** RECORD EXTRACTS follows **

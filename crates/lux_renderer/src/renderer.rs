//! Render settings and per-pixel sampling.
//!
//! Implements:
//! - Integrator selection (path tracing or Whitted)
//! - Stratified, optionally jittered super-sampling
//! - Gamma correction for display

use lux_core::Camera;
use lux_math::{Color, Ray};
use rand::RngCore;
use serde::{Deserialize, Serialize};

use crate::camera::PrimaryRays;
use crate::error::RenderError;
use crate::framebuffer::Framebuffer;
use crate::intersector::RayIntersector;
use crate::path::path_trace;
use crate::sampling::gen_f32;
use crate::whitted::ray_trace;

/// Gamma applied when converting linear radiance for display.
pub const DISPLAY_GAMMA: f32 = 2.2;

/// Light transport algorithm used for final renders.
#[derive(Debug, Clone, Copy, PartialEq, Eq, Default, Serialize, Deserialize)]
#[serde(rename_all = "lowercase")]
pub enum IntegratorKind {
    /// Monte Carlo path tracing
    #[default]
    Path,
    /// Whitted ray tracing
    Whitted,
}

/// Render configuration.
///
/// Every field has a default, so a settings file only needs the values it
/// changes.
#[derive(Debug, Clone, Copy, PartialEq, Serialize, Deserialize)]
#[serde(default)]
pub struct RenderSettings {
    pub integrator: IntegratorKind,
    /// Samples per pixel per frame
    pub samples_per_pixel: u32,
    /// Maximum bounces for path tracing
    pub max_bounces: u32,
    /// Maximum surface interactions for Whitted tracing
    pub max_depth: u32,
    /// Hard shadows in Whitted tracing
    pub enable_shadow: bool,
    pub enable_direct_lighting: bool,
    pub enable_russian_roulette: bool,
    pub enable_next_event_estimation: bool,
    /// Scale of the constant sky radiance seen by escaping paths
    pub sky_intensity: f32,
    /// Color of the constant sky
    pub sky_color: Color,
    /// Sub-pixel grid resolution; each sample is split into rate² rays
    pub super_sample_rate: u32,
    /// Jitter sub-pixel positions within their grid cell
    pub jitter: bool,
}

impl Default for RenderSettings {
    fn default() -> Self {
        Self {
            integrator: IntegratorKind::Path,
            samples_per_pixel: 16,
            max_bounces: 5,
            max_depth: 4,
            enable_shadow: true,
            enable_direct_lighting: true,
            enable_russian_roulette: true,
            enable_next_event_estimation: true,
            sky_intensity: 0.8,
            sky_color: Color::new(0.7, 0.8, 1.0),
            super_sample_rate: 1,
            jitter: true,
        }
    }
}

impl RenderSettings {
    /// Reject settings that cannot produce an image.
    pub fn validate(&self) -> Result<(), RenderError> {
        if self.samples_per_pixel == 0 {
            return Err(RenderError::InvalidSettings(
                "samples_per_pixel must be at least 1".into(),
            ));
        }
        if self.super_sample_rate == 0 {
            return Err(RenderError::InvalidSettings(
                "super_sample_rate must be at least 1".into(),
            ));
        }
        if !self.sky_intensity.is_finite() || self.sky_intensity < 0.0 {
            return Err(RenderError::InvalidSettings(format!(
                "sky_intensity must be a non-negative number, got {}",
                self.sky_intensity
            )));
        }
        Ok(())
    }

    /// Camera rays traced per pixel per frame.
    pub fn rays_per_pixel(&self) -> u32 {
        self.samples_per_pixel * self.super_sample_rate * self.super_sample_rate
    }
}

/// Radiance along `ray` using the configured integrator.
pub fn trace(intersector: &RayIntersector, ray: Ray, settings: &RenderSettings, rng: &mut dyn RngCore) -> Color {
    match settings.integrator {
        IntegratorKind::Path => path_trace(intersector, ray, settings, rng),
        IntegratorKind::Whitted => ray_trace(intersector, ray, settings.max_depth, settings.enable_shadow),
    }
}

/// Average `radiance` over the sub-pixel sample pattern of pixel `(x, y)`.
///
/// Each of `samples_per_pixel` passes covers the pixel with a
/// `super_sample_rate`² grid; with jitter on, each ray lands at a random
/// point inside its grid cell, otherwise at the cell center.
pub fn sample_pixel<F>(
    rays: &PrimaryRays,
    x: u32,
    y: u32,
    settings: &RenderSettings,
    rng: &mut dyn RngCore,
    mut radiance: F,
) -> Color
where
    F: FnMut(Ray, &mut dyn RngCore) -> Color,
{
    let rate = settings.super_sample_rate.max(1);
    let cell = 1.0 / rate as f32;
    let mut sum = Color::ZERO;

    for _ in 0..settings.samples_per_pixel {
        for sy in 0..rate {
            for sx in 0..rate {
                let (jx, jy) = if settings.jitter {
                    (gen_f32(rng), gen_f32(rng))
                } else {
                    (0.5, 0.5)
                };
                let px = x as f32 + (sx as f32 + jx) * cell;
                let py = y as f32 + (sy as f32 + jy) * cell;
                sum += radiance(rays.ray(px, py), &mut *rng);
            }
        }
    }

    sum / settings.rays_per_pixel().max(1) as f32
}

/// Render a single pixel with the configured integrator.
pub fn render_pixel(
    intersector: &RayIntersector,
    rays: &PrimaryRays,
    x: u32,
    y: u32,
    settings: &RenderSettings,
    rng: &mut dyn RngCore,
) -> Color {
    sample_pixel(rays, x, y, settings, rng, |ray, rng| trace(intersector, ray, settings, rng))
}

/// Render a full image on the calling thread.
pub fn render(
    intersector: &RayIntersector,
    camera: &Camera,
    width: u32,
    height: u32,
    settings: &RenderSettings,
    rng: &mut dyn RngCore,
) -> Result<Framebuffer, RenderError> {
    if width == 0 || height == 0 {
        return Err(RenderError::InvalidResolution { width, height });
    }
    settings.validate()?;

    let rays = PrimaryRays::new(camera, width, height);
    let mut image = Framebuffer::new(width, height);
    for y in 0..height {
        for x in 0..width {
            image.set(x, y, render_pixel(intersector, &rays, x, y, settings, rng));
        }
    }
    Ok(image)
}

/// Apply display gamma to one linear channel.
#[inline]
pub fn linear_to_gamma(linear: f32) -> f32 {
    if linear > 0.0 {
        linear.powf(1.0 / DISPLAY_GAMMA)
    } else {
        0.0
    }
}

/// Convert a display-referred (already gamma-encoded) color to 8-bit RGBA.
pub fn color_to_rgba(color: Color) -> [u8; 4] {
    let r = (255.0 * color.x.clamp(0.0, 1.0)) as u8;
    let g = (255.0 * color.y.clamp(0.0, 1.0)) as u8;
    let b = (255.0 * color.z.clamp(0.0, 1.0)) as u8;
    [r, g, b, 255]
}
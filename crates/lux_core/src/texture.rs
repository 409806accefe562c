//! RGBA float textures with wrapped bilinear sampling.

use lux_math::{Vec2, Vec4};

use crate::scene::SceneError;

/// A texture stored as RGBA floats, row-major.
///
/// Values are stored exactly as authored; colour-space conversion happens in
/// [`crate::Material`] where it is known which channel means what.
#[derive(Clone, Debug, PartialEq)]
pub struct Texture {
    /// Texture width in pixels
    pub width: u32,

    /// Texture height in pixels
    pub height: u32,

    /// Pixel data, `width * height` entries
    pixels: Vec<Vec4>,
}

impl Texture {
    /// Create a texture from pixel data.
    pub fn new(width: u32, height: u32, pixels: Vec<Vec4>) -> Result<Self, SceneError> {
        if width == 0 || height == 0 {
            return Err(SceneError::EmptyTexture);
        }
        if pixels.len() != (width as usize) * (height as usize) {
            return Err(SceneError::TextureSize {
                width,
                height,
                pixels: pixels.len(),
            });
        }
        Ok(Self {
            width,
            height,
            pixels,
        })
    }

    /// Create a texture from 8-bit RGBA bytes (4 bytes per pixel).
    pub fn from_rgba8(width: u32, height: u32, bytes: &[u8]) -> Result<Self, SceneError> {
        let pixels = bytes
            .chunks_exact(4)
            .map(|p| Vec4::new(p[0] as f32, p[1] as f32, p[2] as f32, p[3] as f32) / 255.0)
            .collect();
        Self::new(width, height, pixels)
    }

    /// Create a solid color texture (1x1).
    pub fn solid(color: Vec4) -> Self {
        Self {
            width: 1,
            height: 1,
            pixels: vec![color],
        }
    }

    /// A two-color checkerboard with `cells` squares per side.
    pub fn checker(cells: u32, a: Vec4, b: Vec4) -> Self {
        let cells = cells.max(1);
        let pixels = (0..cells * cells)
            .map(|i| if (i % cells + i / cells) % 2 == 0 { a } else { b })
            .collect();
        Self {
            width: cells,
            height: cells,
            pixels,
        }
    }

    /// Texel at integer coordinates.
    pub fn at(&self, x: u32, y: u32) -> Vec4 {
        self.pixels[(y * self.width + x) as usize]
    }

    /// Sample the texture at UV coordinates with bilinear filtering.
    ///
    /// Coordinates wrap in both directions and texel centres sit at
    /// half-integer positions. Single-row or single-column textures return
    /// their first texel.
    pub fn sample(&self, uv: Vec2) -> Vec4 {
        if self.width == 1 || self.height == 1 {
            return self.pixels[0];
        }

        let (w, h) = (self.width as f32, self.height as f32);
        let x = uv.x.rem_euclid(1.0) * w - 0.5;
        let y = uv.y.rem_euclid(1.0) * h - 0.5;

        let x0 = ((x.floor() + w) as u32) % self.width;
        let y0 = ((y.floor() + h) as u32) % self.height;
        let x1 = (x0 + 1) % self.width;
        let y1 = (y0 + 1) % self.height;
        let fx = x - x.floor();
        let fy = y - y.floor();

        let left = self.at(x0, y0).lerp(self.at(x0, y1), fy);
        let right = self.at(x1, y0).lerp(self.at(x1, y1), fy);
        left.lerp(right, fx)
    }
}

#[cfg(test)]
mod tests {
    use super::*;

    #[test]
    fn test_solid_texture() {
        let tex = Texture::solid(Vec4::new(1.0, 0.5, 0.0, 1.0));
        assert_eq!(tex.sample(Vec2::new(0.3, 0.9)), Vec4::new(1.0, 0.5, 0.0, 1.0));
        assert_eq!(tex.sample(Vec2::new(-7.2, 3.1)), Vec4::new(1.0, 0.5, 0.0, 1.0));
    }

    #[test]
    fn test_sample_at_texel_centre_is_exact() {
        let tex = Texture::checker(2, Vec4::ONE, Vec4::ZERO);
        // Centre of texel (0, 0) and (1, 0)
        assert!((tex.sample(Vec2::new(0.25, 0.25)) - Vec4::ONE).length() < 1e-5);
        assert!(tex.sample(Vec2::new(0.75, 0.25)).length() < 1e-5);
    }

    #[test]
    fn test_sample_blends_and_wraps() {
        let tex = Texture::checker(2, Vec4::ONE, Vec4::ZERO);
        // Halfway between texel centres is an even blend
        let mid = tex.sample(Vec2::new(0.5, 0.25));
        assert!((mid.x - 0.5).abs() < 1e-5);
        // Wrapping across the left edge blends the first and last column
        let edge = tex.sample(Vec2::new(0.0, 0.25));
        assert!((edge.x - 0.5).abs() < 1e-5);
        assert_eq!(tex.sample(Vec2::new(1.25, 0.25)), tex.sample(Vec2::new(0.25, 0.25)));
    }

    #[test]
    fn test_from_rgba8() {
        let tex = Texture::from_rgba8(1, 1, &[255, 0, 51, 255]).unwrap();
        let texel = tex.at(0, 0);
        assert_eq!(texel.x, 1.0);
        assert!((texel.z - 0.2).abs() < 1e-6);
    }

    #[test]
    fn test_invalid_dimensions() {
        assert!(matches!(Texture::new(0, 4, vec![]), Err(SceneError::EmptyTexture)));
        assert!(matches!(
            Texture::new(2, 2, vec![Vec4::ONE; 3]),
            Err(SceneError::TextureSize { width: 2, height: 2, pixels: 3 })
        ));
    }
}
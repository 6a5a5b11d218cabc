// src/reconciler/query.rs
//! Search, structured filters and sorting for list views. Every read
//! recomputes the visible list from the full source collection.

use serde::{Deserialize, Serialize};
use std::cmp::Ordering;
use std::fmt;
use std::str::FromStr;

use crate::types::{Availability, Candidate, CandidateStatus, Requirement};
use crate::utils::{contains_ignore_case, opt_contains_ignore_case};

#[derive(Debug, Clone, Copy, Default, PartialEq, Eq, Serialize, Deserialize)]
#[serde(rename_all = "lowercase")]
pub enum SortKey {
    Name,
    Experience,
    /// Creation order, approximated by id.
    #[default]
    Date,
}

impl FromStr for SortKey {
    type Err = String;

    fn from_str(s: &str) -> Result<Self, Self::Err> {
        match s.trim().to_lowercase().as_str() {
            "name" => Ok(SortKey::Name),
            "experience" => Ok(SortKey::Experience),
            "date" => Ok(SortKey::Date),
            other => Err(format!("Unknown sort key '{}'. Use name, experience or date", other)),
        }
    }
}

#[derive(Debug, Clone, Copy, Default, PartialEq, Eq, Serialize, Deserialize)]
#[serde(rename_all = "lowercase")]
pub enum SortOrder {
    Asc,
    #[default]
    Desc,
}

impl FromStr for SortOrder {
    type Err = String;

    fn from_str(s: &str) -> Result<Self, Self::Err> {
        match s.trim().to_lowercase().as_str() {
            "asc" | "ascending" => Ok(SortOrder::Asc),
            "desc" | "descending" => Ok(SortOrder::Desc),
            other => Err(format!("Unknown sort order '{}'. Use asc or desc", other)),
        }
    }
}

/// Defaults to most recent first.
#[derive(Debug, Clone, Copy, Default, PartialEq, Eq, Serialize, Deserialize)]
pub struct SortSpec {
    pub key: SortKey,
    pub order: SortOrder,
}

impl SortSpec {
    pub fn new(key: SortKey, order: SortOrder) -> Self {
        Self { key, order }
    }
}

/// Inclusive years-of-experience bucket: `0-2`, `2-5`, `5-10` or open-ended `10+`.
#[derive(Debug, Clone, Copy, PartialEq, Eq, Serialize, Deserialize)]
pub struct ExperienceRange {
    pub min: u32,
    pub max: Option<u32>,
}

impl ExperienceRange {
    pub fn contains(&self, years: u32) -> bool {
        years >= self.min && self.max.map_or(true, |max| years <= max)
    }
}

impl FromStr for ExperienceRange {
    type Err = String;

    fn from_str(s: &str) -> Result<Self, Self::Err> {
        let trimmed = s.trim();
        let invalid = || format!("Invalid experience range '{}'. Use e.g. 2-5 or 10+", trimmed);

        if let Some(min) = trimmed.strip_suffix('+') {
            let min = min.trim().parse().map_err(|_| invalid())?;
            return Ok(Self { min, max: None });
        }

        let (min, max) = trimmed.split_once('-').ok_or_else(invalid)?;
        let min: u32 = min.trim().parse().map_err(|_| invalid())?;
        let max: u32 = max.trim().parse().map_err(|_| invalid())?;
        if max < min {
            return Err(invalid());
        }
        Ok(Self { min, max: Some(max) })
    }
}

impl fmt::Display for ExperienceRange {
    fn fmt(&self, f: &mut fmt::Formatter<'_>) -> fmt::Result {
        match self.max {
            Some(max) => write!(f, "{}-{}", self.min, max),
            None => write!(f, "{}+", self.min),
        }
    }
}

/// Fields the free-text search looks at.
pub trait Searchable {
    fn search_fields(&self) -> Vec<&str>;
}

/// Values the sort keys compare on.
pub trait Sortable {
    fn sort_name(&self) -> &str;
    fn sort_experience(&self) -> u32;
    fn sort_date(&self) -> u64;
}

/// A set of structured predicates, all of which must hold.
pub trait Filter<T> {
    fn matches(&self, item: &T) -> bool;
}

impl Searchable for Candidate {
    fn search_fields(&self) -> Vec<&str> {
        let mut fields = vec![self.name.as_str(), self.skills.as_str(), self.city.as_str()];
        fields.extend(self.current_role.as_deref());
        fields.extend(self.education.as_deref());
        fields
    }
}

impl Sortable for Candidate {
    fn sort_name(&self) -> &str {
        &self.name
    }

    fn sort_experience(&self) -> u32 {
        self.experience_years()
    }

    fn sort_date(&self) -> u64 {
        self.id
    }
}

impl Searchable for Requirement {
    fn search_fields(&self) -> Vec<&str> {
        vec![
            self.position.as_str(),
            self.company.as_str(),
            self.location.as_str(),
            self.description.as_str(),
            self.skills_required.as_str(),
        ]
    }
}

impl Sortable for Requirement {
    fn sort_name(&self) -> &str {
        &self.position
    }

    fn sort_experience(&self) -> u32 {
        self.experience_years()
    }

    fn sort_date(&self) -> u64 {
        self.id
    }
}

/// Structured candidate filters. Empty text and `None` mean "any".
#[derive(Debug, Clone, Default, PartialEq, Serialize, Deserialize)]
pub struct CandidateFilters {
    pub skills: String,
    pub experience: Option<ExperienceRange>,
    pub location: String,
    pub education: String,
    pub availability: Option<Availability>,
    pub status: Option<CandidateStatus>,
}

impl Filter<Candidate> for CandidateFilters {
    fn matches(&self, candidate: &Candidate) -> bool {
        contains_ignore_case(&candidate.skills, &self.skills)
            && self
                .experience
                .map_or(true, |range| range.contains(candidate.experience_years()))
            && contains_ignore_case(&candidate.city, &self.location)
            && opt_contains_ignore_case(candidate.education.as_deref(), &self.education)
            && self
                .availability
                .map_or(true, |wanted| candidate.availability == Some(wanted))
            && self
                .status
                .map_or(true, |wanted| candidate.status == Some(wanted))
    }
}

#[derive(Debug, Clone, Default, PartialEq, Serialize, Deserialize)]
pub struct RequirementFilters {
    pub location: String,
    pub skills: String,
    pub experience: Option<ExperienceRange>,
}

impl Filter<Requirement> for RequirementFilters {
    fn matches(&self, requirement: &Requirement) -> bool {
        contains_ignore_case(&requirement.location, &self.location)
            && contains_ignore_case(&requirement.skills_required, &self.skills)
            && self
                .experience
                .map_or(true, |range| range.contains(requirement.experience_years()))
    }
}

/// Serializable view-state for a filtered, sorted list.
#[derive(Debug, Clone, Default, PartialEq, Serialize, Deserialize)]
pub struct ListQuery<F> {
    pub search: String,
    pub filters: F,
    pub sort: SortSpec,
}

pub type CandidateQuery = ListQuery<CandidateFilters>;
pub type RequirementQuery = ListQuery<RequirementFilters>;

impl<F> ListQuery<F> {
    /// Derive the visible list: search, then filters, then sort.
    pub fn apply<T>(&self, items: &[T]) -> Vec<T>
    where
        T: Searchable + Sortable + Clone,
        F: Filter<T>,
    {
        let mut visible: Vec<T> = search(items, &self.search)
            .into_iter()
            .filter(|item| self.filters.matches(item))
            .collect();
        sort_items(&mut visible, self.sort);
        visible
    }
}

/// Case-insensitive substring search. An empty query keeps everything.
pub fn search<T>(items: &[T], query: &str) -> Vec<T>
where
    T: Searchable + Clone,
{
    let needle = query.trim().to_lowercase();
    if needle.is_empty() {
        return items.to_vec();
    }
    items
        .iter()
        .filter(|item| {
            item.search_fields()
                .iter()
                .any(|field| field.to_lowercase().contains(&needle))
        })
        .cloned()
        .collect()
}

/// Stable sort, so ties keep their prior relative order.
pub fn sort_items<T>(items: &mut [T], spec: SortSpec)
where
    T: Sortable,
{
    items.sort_by(|a, b| {
        let ordering = compare(a, b, spec.key);
        match spec.order {
            SortOrder::Asc => ordering,
            SortOrder::Desc => ordering.reverse(),
        }
    });
}

/// Case-insensitive, with the raw text as tiebreak so the order stays total.
fn compare_names(a: &str, b: &str) -> Ordering {
    a.to_lowercase()
        .cmp(&b.to_lowercase())
        .then_with(|| a.cmp(b))
}

fn compare<T: Sortable>(a: &T, b: &T, key: SortKey) -> Ordering {
    match key {
        SortKey::Name => compare_names(a.sort_name(), b.sort_name()),
        SortKey::Experience => a.sort_experience().cmp(&b.sort_experience()),
        SortKey::Date => a.sort_date().cmp(&b.sort_date()),
    }
}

** End of RECORD EXTRACTS **

● WHAT YOU WILL DO:
Above are the records. Identify each line that contains the word "city".

● WRITTEN SOLUTION:
        let mut fields = vec![self.name.as_str(), self.skills.as_str(), self.city.as_str()];
            && contains_ignore_case(&candidate.city, &self.location)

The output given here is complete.